◆ PROBLEM
Exactly as written, set down every entry once more.
[[ ENTRIES SUPPLIED, beginning ]]
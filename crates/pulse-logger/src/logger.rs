// Copyright (c) 2025 Dimitris Kafetzis
//
// Licensed under the MIT License.
// See LICENSE file in the project root for full license information.
//
// SPDX-License-Identifier: MIT

//! The logger handle returned by the factory.

use crate::cause::Cause;
use crate::key_value::KeyValueMap;
use crate::log_adapter::LogLogger;
use crate::tracing_adapter::TracingLogger;
use crate::Level;
use std::fmt::Arguments;

/// A resolved logger, bound to one framework client for its whole life.
///
/// Every call first checks whether its level is enabled on the client; a
/// disabled call returns without formatting anything.
///
/// # Example
/// ```
/// use pulse_logger::{pulse_info, KeyValueMap, LoggerFactory};
///
/// let factory = LoggerFactory::default();
/// let logger = factory.get_logger("orders").unwrap();
/// pulse_info!(logger, "processed {} orders", 3);
///
/// let mut ctx = KeyValueMap::new();
/// ctx.add("order_id", 42);
/// logger.info_kv("order shipped", &ctx);
/// ```
#[derive(Debug, Clone)]
pub enum PulseLogger {
    Log(LogLogger),
    Tracing(TracingLogger),
}

impl PulseLogger {
    pub fn is_enabled(&self, level: Level) -> bool {
        match self {
            PulseLogger::Log(l) => l.is_enabled(level),
            PulseLogger::Tracing(l) => l.is_enabled(level),
        }
    }

    /// Logs a formatted message at `level`.
    pub fn log(&self, level: Level, args: Arguments<'_>) {
        match self {
            PulseLogger::Log(l) => l.log(level, args),
            PulseLogger::Tracing(l) => l.log(level, args),
        }
    }

    /// Logs `message` at `level` with structured context.
    pub fn log_kv(&self, level: Level, message: &str, context: &KeyValueMap) {
        match self {
            PulseLogger::Log(l) => l.log_kv(level, message, context),
            PulseLogger::Tracing(l) => l.log_kv(level, message, context),
        }
    }

    /// Logs an error together with its cause.
    ///
    /// A [`Cause::Runtime`] appends its text to the message as
    /// `"<message> - RuntimeException occurred: <cause>"`; a
    /// [`Cause::Checked`] leaves the message alone. The cause itself is
    /// always forwarded to the framework.
    pub fn error_with_cause(&self, message: &str, cause: Cause<'_>) {
        match self {
            PulseLogger::Log(l) => l.error_with_cause(message, cause),
            PulseLogger::Tracing(l) => l.error_with_cause(message, cause),
        }
    }

    /// The underlying client's name, which may be absent.
    pub fn name(&self) -> Option<&str> {
        match self {
            PulseLogger::Log(l) => l.name(),
            PulseLogger::Tracing(l) => l.name(),
        }
    }

    pub fn trace(&self, args: Arguments<'_>) {
        self.log(Level::Trace, args);
    }

    pub fn debug(&self, args: Arguments<'_>) {
        self.log(Level::Debug, args);
    }

    pub fn info(&self, args: Arguments<'_>) {
        self.log(Level::Info, args);
    }

    pub fn warn(&self, args: Arguments<'_>) {
        self.log(Level::Warn, args);
    }

    pub fn error(&self, args: Arguments<'_>) {
        self.log(Level::Error, args);
    }

    pub fn trace_kv(&self, message: &str, context: &KeyValueMap) {
        self.log_kv(Level::Trace, message, context);
    }

    pub fn debug_kv(&self, message: &str, context: &KeyValueMap) {
        self.log_kv(Level::Debug, message, context);
    }

    pub fn info_kv(&self, message: &str, context: &KeyValueMap) {
        self.log_kv(Level::Info, message, context);
    }

    pub fn warn_kv(&self, message: &str, context: &KeyValueMap) {
        self.log_kv(Level::Warn, message, context);
    }

    pub fn error_kv(&self, message: &str, context: &KeyValueMap) {
        self.log_kv(Level::Error, message, context);
    }
}

impl From<LogLogger> for PulseLogger {
    fn from(logger: LogLogger) -> Self {
        PulseLogger::Log(logger)
    }
}

impl From<TracingLogger> for PulseLogger {
    fn from(logger: TracingLogger) -> Self {
        PulseLogger::Tracing(logger)
    }
}

/// Convenience macros for logging with format strings.
///
/// The arguments are wrapped in `format_args!`, so nothing is formatted
/// unless the level is enabled.
#[macro_export]
macro_rules! pulse_trace {
    ($logger:expr, $($arg:tt)*) => {
        $logger.trace(format_args!($($arg)*))
    };
}

#[macro_export]
macro_rules! pulse_debug {
    ($logger:expr, $($arg:tt)*) => {
        $logger.debug(format_args!($($arg)*))
    };
}

#[macro_export]
macro_rules! pulse_info {
    ($logger:expr, $($arg:tt)*) => {
        $logger.info(format_args!($($arg)*))
    };
}

#[macro_export]
macro_rules! pulse_warn {
    ($logger:expr, $($arg:tt)*) => {
        $logger.warn(format_args!($($arg)*))
    };
}

#[macro_export]
macro_rules! pulse_error {
    ($logger:expr, $($arg:tt)*) => {
        $logger.error(format_args!($($arg)*))
    };
}

#[cfg(test)]
mod tests {
    use super::*;
    use crate::cause::RuntimeFailure;
    use crate::test_support::capturing_dispatch;
    use crate::tracing_adapter::TracingAdapter;

    #[test]
    fn test_level_methods_dispatch() {
        let (dispatch, events) = capturing_dispatch(tracing::Level::TRACE);
        let logger: PulseLogger = TracingAdapter::with_dispatch(dispatch).logger("svc").into();

        crate::pulse_trace!(logger, "t{}", 1);
        crate::pulse_debug!(logger, "d{}", 2);
        crate::pulse_info!(logger, "i{}", 3);
        crate::pulse_warn!(logger, "w{}", 4);
        crate::pulse_error!(logger, "e{}", 5);

        let events = events.lock().unwrap();
        let seen: Vec<(Level, &str)> = events.iter().map(|e| (e.level, e.message.as_str())).collect();
        assert_eq!(
            seen,
            vec![
                (Level::Trace, "t1"),
                (Level::Debug, "d2"),
                (Level::Info, "i3"),
                (Level::Warn, "w4"),
                (Level::Error, "e5"),
            ]
        );
    }

    #[test]
    fn test_structured_methods_dispatch() {
        let (dispatch, events) = capturing_dispatch(tracing::Level::TRACE);
        let logger: PulseLogger = TracingAdapter::with_dispatch(dispatch).logger("svc").into();
        let mut ctx = KeyValueMap::new();
        ctx.add("k", "v");

        logger.trace_kv("a", &ctx);
        logger.debug_kv("b", &ctx);
        logger.info_kv("c", &ctx);
        logger.warn_kv("d", &ctx);
        logger.error_kv("e", &ctx);

        let events = events.lock().unwrap();
        assert_eq!(events.len(), 5);
        assert!(events.iter().all(|e| e.field("context") == Some("k=v")));
    }

    #[test]
    fn test_error_with_cause_dispatch() {
        let (dispatch, events) = capturing_dispatch(tracing::Level::ERROR);
        let logger: PulseLogger = TracingAdapter::with_dispatch(dispatch).logger("svc").into();
        let failure = RuntimeFailure::new("boom");
        logger.error_with_cause("failed", Cause::runtime(&failure));
        assert_eq!(
            events.lock().unwrap()[0].message,
            "failed - RuntimeException occurred: boom"
        );
    }

    #[test]
    fn test_name_and_enabled_delegate() {
        let (dispatch, _) = capturing_dispatch(tracing::Level::WARN);
        let logger: PulseLogger = TracingAdapter::with_dispatch(dispatch).logger("named").into();
        assert_eq!(logger.name(), Some("named"));
        assert!(!logger.is_enabled(Level::Info));
        assert!(logger.is_enabled(Level::Error));
    }
}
[[ ENTRIES SUPPLIED, end ]]
◆ TASK SOLUTION
filename crates/pulse-logger/src/logger.rs
// Copyright (c) 2025 Dimitris Kafetzis
//
// Licensed under the MIT License.
// See LICENSE file in the project root for full license information.
//
// SPDX-License-Identifier: MIT

//! The logger handle returned by the factory.

use crate::cause::Cause;
use crate::key_value::KeyValueMap;
use crate::log_adapter::LogLogger;
use crate::tracing_adapter::TracingLogger;
use crate::Level;
use std::fmt::Arguments;

/// A resolved logger, bound to one framework client for its whole life.
///
/// Every call first checks whether its level is enabled on the client; a
/// disabled call returns without formatting anything.
///
/// # Example
/// ```
/// use pulse_logger::{pulse_info, KeyValueMap, LoggerFactory};
///
/// let factory = LoggerFactory::default();
/// let logger = factory.get_logger("orders").unwrap();
/// pulse_info!(logger, "processed {} orders", 3);
///
/// let mut ctx = KeyValueMap::new();
/// ctx.add("order_id", 42);
/// logger.info_kv("order shipped", &ctx);
/// ```
#[derive(Debug, Clone)]
pub enum PulseLogger {
    Log(LogLogger),
    Tracing(TracingLogger),
}

impl PulseLogger {
    pub fn is_enabled(&self, level: Level) -> bool {
        match self {
            PulseLogger::Log(l) => l.is_enabled(level),
            PulseLogger::Tracing(l) => l.is_enabled(level),
        }
    }

    /// Logs a formatted message at `level`.
    pub fn log(&self, level: Level, args: Arguments<'_>) {
        match self {
            PulseLogger::Log(l) => l.log(level, args),
            PulseLogger::Tracing(l) => l.log(level, args),
        }
    }

    /// Logs `message` at `level` with structured context.
    pub fn log_kv(&self, level: Level, message: &str, context: &KeyValueMap) {
        match self {
            PulseLogger::Log(l) => l.log_kv(level, message, context),
            PulseLogger::Tracing(l) => l.log_kv(level, message, context),
        }
    }

    /// Logs an error together with its cause.
    ///
    /// A [`Cause::Runtime`] appends its text to the message as
    /// `"<message> - RuntimeException occurred: <cause>"`; a
    /// [`Cause::Checked`] leaves the message alone. The cause itself is
    /// always forwarded to the framework.
    pub fn error_with_cause(&self, message: &str, cause: Cause<'_>) {
        match self {
            PulseLogger::Log(l) => l.error_with_cause(message, cause),
            PulseLogger::Tracing(l) => l.error_with_cause(message, cause),
        }
    }

    /// The underlying client's name, which may be absent.
    pub fn name(&self) -> Option<&str> {
        match self {
            PulseLogger::Log(l) => l.name(),
            PulseLogger::Tracing(l) => l.name(),
        }
    }

    pub fn trace(&self, args: Arguments<'_>) {
        self.log(Level::Trace, args);
    }

    pub fn debug(&self, args: Arguments<'_>) {
        self.log(Level::Debug, args);
    }

    pub fn info(&self, args: Arguments<'_>) {
        self.log(Level::Info, args);
    }

    pub fn warn(&self, args: Arguments<'_>) {
        self.log(Level::Warn, args);
    }

    pub fn error(&self, args: Arguments<'_>) {
        self.log(Level::Error, args);
    }

    pub fn trace_kv(&self, message: &str, context: &KeyValueMap) {
        self.log_kv(Level::Trace, message, context);
    }

    pub fn debug_kv(&self, message: &str, context: &KeyValueMap) {
        self.log_kv(Level::Debug, message, context);
    }

    pub fn info_kv(&self, message: &str, context: &KeyValueMap) {
        self.log_kv(Level::Info, message, context);
    }

    pub fn warn_kv(&self, message: &str, context: &KeyValueMap) {
        self.log_kv(Level::Warn, message, context);
    }

    pub fn error_kv(&self, message: &str, context: &KeyValueMap) {
        self.log_kv(Level::Error, message, context);
    }
}

impl From<LogLogger> for PulseLogger {
    fn from(logger: LogLogger) -> Self {
        PulseLogger::Log(logger)
    }
}

impl From<TracingLogger> for PulseLogger {
    fn from(logger: TracingLogger) -> Self {
        PulseLogger::Tracing(logger)
    }
}

/// Convenience macros for logging with format strings.
///
/// The arguments are wrapped in `format_args!`, so nothing is formatted
/// unless the level is enabled.
#[macro_export]
macro_rules! pulse_trace {
    ($logger:expr, $($arg:tt)*) => {
        $logger.trace(format_args!($($arg)*))
    };
}

#[macro_export]
macro_rules! pulse_debug {
    ($logger:expr, $($arg:tt)*) => {
        $logger.debug(format_args!($($arg)*))
    };
}

#[macro_export]
macro_rules! pulse_info {
    ($logger:expr, $($arg:tt)*) => {
        $logger.info(format_args!($($arg)*))
    };
}

#[macro_export]
macro_rules! pulse_warn {
    ($logger:expr, $($arg:tt)*) => {
        $logger.warn(format_args!($($arg)*))
    };
}

#[macro_export]
macro_rules! pulse_error {
    ($logger:expr, $($arg:tt)*) => {
        $logger.error(format_args!($($arg)*))
    };
}

#[cfg(test)]
mod tests {
    use super::*;
    use crate::cause::RuntimeFailure;
    use crate::test_support::capturing_dispatch;
    use crate::tracing_adapter::TracingAdapter;

    #[test]
    fn test_level_methods_dispatch() {
        let (dispatch, events) = capturing_dispatch(tracing::Level::TRACE);
        let logger: PulseLogger = TracingAdapter::with_dispatch(dispatch).logger("svc").into();

        crate::pulse_trace!(logger, "t{}", 1);
        crate::pulse_debug!(logger, "d{}", 2);
        crate::pulse_info!(logger, "i{}", 3);
        crate::pulse_warn!(logger, "w{}", 4);
        crate::pulse_error!(logger, "e{}", 5);

        let events = events.lock().unwrap();
        let seen: Vec<(Level, &str)> = events.iter().map(|e| (e.level, e.message.as_str())).collect();
        assert_eq!(
            seen,
            vec![
                (Level::Trace, "t1"),
                (Level::Debug, "d2"),
                (Level::Info, "i3"),
                (Level::Warn, "w4"),
                (Level::Error, "e5"),
            ]
        );
    }

    #[test]
    fn test_structured_methods_dispatch() {
        let (dispatch, events) = capturing_dispatch(tracing::Level::TRACE);
        let logger: PulseLogger = TracingAdapter::with_dispatch(dispatch).logger("svc").into();
        let mut ctx = KeyValueMap::new();
        ctx.add("k", "v");

        logger.trace_kv("a", &ctx);
        logger.debug_kv("b", &ctx);
        logger.info_kv("c", &ctx);
        logger.warn_kv("d", &ctx);
        logger.error_kv("e", &ctx);

        let events = events.lock().unwrap();
        assert_eq!(events.len(), 5);
        assert!(events.iter().all(|e| e.field("context") == Some("k=v")));
    }

    #[test]
    fn test_error_with_cause_dispatch() {
        let (dispatch, events) = capturing_dispatch(tracing::Level::ERROR);
        let logger: PulseLogger = TracingAdapter::with_dispatch(dispatch).logger("svc").into();
        let failure = RuntimeFailure::new("boom");
        logger.error_with_cause("failed", Cause::runtime(&failure));
        assert_eq!(
            events.lock().unwrap()[0].message,
            "failed - RuntimeException occurred: boom"
        );
    }

    #[test]
    fn test_name_and_enabled_delegate() {
        let (dispatch, _) = capturing_dispatch(tracing::Level::WARN);
        let logger: PulseLogger = TracingAdapter::with_dispatch(dispatch).logger("named").into();
        assert_eq!(logger.name(), Some("named"));
        assert!(!logger.is_enabled(Level::Info));
        assert!(logger.is_enabled(Level::Error));
    }
}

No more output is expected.